I still have my first Big Brother & the Holding Company LP!!!
Janis RIP - think I will raise a glass of Southern Comfort this aft in loving memory!!!
RIP Janice. She's got the attitude. Thanks for the clip!
Great clip....
I was one of those muddy kids in the crowd.
I have always had a talent for being in the wrong place at the right time or vice versa....
Whether you are religious or non-religious, we humans seem to be afflicted at times by the emotional state which gives rise to the song's lyrics. Personally, I vote for existential crisis as the basic underlying theme of the song.
Although not the same as an existential crisis, I can remember two distinct times in my life when I cried out (silently in my mind) for god to deliver me. The first was when I made a parachute jump from a large overly crowded cargo jet. I was the last jumper in a long stick (line of jumpers) on a windy day. I just knew that I was going to be dropped into the trees and be ripped apart. I was frightened down to the marrow of my bones. The second was in the middle of an intense firefight in which I was wounded twice (2/327, 101st Airborne, RVN 1967-69). I just knew I was going to die!
Even as a confirmed atheist, I know (as I think we all know) the intensity of emotion that gives rise to such a heartfelt plea for supernatural intervention. At least for me, the intellectual certainty of knowledge just didn't seem to be comfort enough!
Title: Work Me, Lord
Artist: Janis Joplin
Album: I Got Dem Ol' Kozmic Blues Again Mama!
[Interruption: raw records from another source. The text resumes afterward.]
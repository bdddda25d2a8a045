//! Command Model
//!
//! A command is one line of console input together with everything the
//! driver needs to know to decide when the console has finished with it.
//! Commands are immutable once built; the builder methods consume `self`.

use regex::Regex;
use serde::{Deserialize, Serialize};
use std::fmt;
use std::time::Duration;

use crate::error::{Error, Result};

/// Latency class of a command, used for timeout budgeting and admission priority
#[derive(Debug, Clone, Copy, PartialEq, Eq, Hash, PartialOrd, Ord, Serialize, Deserialize)]
#[serde(rename_all = "snake_case")]
pub enum CommandCategory {
    /// Read-only status queries
    Query,
    /// Commands that change console state (`use`, `set`, ...)
    Mutating,
    /// Scans, exploits and anything else that may run for minutes
    LongRunning,
    /// Commands addressed to the console itself; admitted ahead of the queue
    Administrative,
}

impl CommandCategory {
    pub const ALL: [CommandCategory; 4] = [
        CommandCategory::Query,
        CommandCategory::Mutating,
        CommandCategory::LongRunning,
        CommandCategory::Administrative,
    ];

    /// Whether commands of this category bypass the normal FIFO queue
    pub fn is_priority(&self) -> bool {
        matches!(self, CommandCategory::Administrative)
    }

    pub fn as_str(&self) -> &'static str {
        match self {
            CommandCategory::Query => "query",
            CommandCategory::Mutating => "mutating",
            CommandCategory::LongRunning => "long_running",
            CommandCategory::Administrative => "administrative",
        }
    }
}

impl fmt::Display for CommandCategory {
    fn fmt(&self, f: &mut fmt::Formatter<'_>) -> fmt::Result {
        f.write_str(self.as_str())
    }
}

/// How a successful command affects a tracked session
#[derive(Debug, Clone, Copy, PartialEq, Eq)]
pub enum SessionBinding {
    /// The command interacted with the session
    Touch(u32),
    /// The command closed the session
    Close(u32),
}

/// A single console command
#[derive(Debug, Clone)]
pub struct Command {
    text: String,
    category: CommandCategory,
    expected_terminators: Vec<Regex>,
    timeout_budget: Option<Duration>,
    retries_allowed: u32,
    session: Option<SessionBinding>,
}

impl Command {
    /// Create a command in the given category
    pub fn new(text: impl Into<String>, category: CommandCategory) -> Self {
        Self {
            text: text.into(),
            category,
            expected_terminators: Vec::new(),
            timeout_budget: None,
            retries_allowed: 0,
            session: None,
        }
    }

    pub fn query(text: impl Into<String>) -> Self {
        Self::new(text, CommandCategory::Query)
    }

    pub fn mutating(text: impl Into<String>) -> Self {
        Self::new(text, CommandCategory::Mutating)
    }

    pub fn long_running(text: impl Into<String>) -> Self {
        Self::new(text, CommandCategory::LongRunning)
    }

    pub fn administrative(text: impl Into<String>) -> Self {
        Self::new(text, CommandCategory::Administrative)
    }

    /// Add a completion pattern in addition to the console prompt
    pub fn with_terminator(mut self, pattern: &str) -> Result<Self> {
        self.expected_terminators.push(Regex::new(pattern)?);
        Ok(self)
    }

    /// Add an already compiled completion pattern
    pub fn with_terminator_regex(mut self, regex: Regex) -> Self {
        self.expected_terminators.push(regex);
        self
    }

    /// Pin the timeout budget instead of using the adaptive one
    pub fn with_timeout(mut self, budget: Duration) -> Self {
        self.timeout_budget = Some(budget);
        self
    }

    /// Allow the command to be re-run after a console crash
    pub fn with_retries(mut self, retries: u32) -> Self {
        self.retries_allowed = retries;
        self
    }

    /// Mark the command as interacting with a tracked session
    pub fn touching_session(mut self, id: u32) -> Self {
        self.session = Some(SessionBinding::Touch(id));
        self
    }

    /// Mark the command as closing a tracked session
    pub fn closing_session(mut self, id: u32) -> Self {
        self.session = Some(SessionBinding::Close(id));
        self
    }

    pub fn text(&self) -> &str {
        &self.text
    }

    pub fn category(&self) -> CommandCategory {
        self.category
    }

    pub fn expected_terminators(&self) -> &[Regex] {
        &self.expected_terminators
    }

    pub fn timeout_budget(&self) -> Option<Duration> {
        self.timeout_budget
    }

    pub fn retries_allowed(&self) -> u32 {
        self.retries_allowed
    }

    pub fn session(&self) -> Option<SessionBinding> {
        self.session
    }

    /// Check whether `text` satisfies one of the command's own terminators
    pub fn matches_terminator(&self, text: &str) -> bool {
        self.expected_terminators.iter().any(|re| re.is_match(text))
    }

    /// Bytes written to the console for this command
    pub fn wire_bytes(&self) -> Result<Vec<u8>> {
        if self.text.trim().is_empty() {
            return Err(Error::EmptyCommand);
        }
        let line = self.text.trim_end_matches(['\r', '\n']);
        // One submit must be exactly one console command
        if line.contains(['\r', '\n']) {
            return Err(Error::InvalidCommand {
                command: line.to_string(),
                reason: "embedded line break".to_string(),
            });
        }
        let mut bytes = Vec::with_capacity(line.len() + 1);
        bytes.extend_from_slice(line.as_bytes());
        bytes.push(b'\n');
        Ok(bytes)
    }
}

impl fmt::Display for Command {
    fn fmt(&self, f: &mut fmt::Formatter<'_>) -> fmt::Result {
        write!(f, "[{}] {}", self.category, self.text)
    }
}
Work me lord, work me lord.
Please don't you leave me,
I feel so useless down here
With no one to love
Though i've looked everywhere
And i can't find me anybody to love,
To feel my care.
So ah work me lord, whoa use me lord,
Don't you know how hard it is
Trying to live all alone.
Every day i keep trying to move forward,
But something is driving me, oh, back,
Honey, something's trying to hold on to me,
To my way of life.
So don't you forget me down here, lord,
No, no, no, no, no, no, no, no, no,
Ah, ah, don't you forget me, lord.
Well i don't think i'm any very special
Kind of person down here, i know better,
But i don't think you're gonna find anybody,
Not anybody who could say that they tried like i tried,
The worst you can say all about me
Is that i'm never satisfied. whoa.
Whoa, oh, oh, work me lord, hmm, use me lord,
Please, honey, don't you leave me,
I feel so useless down here.
I can't find me anybody to love me
And i've looked around,
I've looked everywhere, everywhere
And i can't find me anyone to love,
To feel my care.
So honey don't you go and leave me, lord,
No, no, no, no, no, no, no, no,
Honey, don't you go off and leave me, lord.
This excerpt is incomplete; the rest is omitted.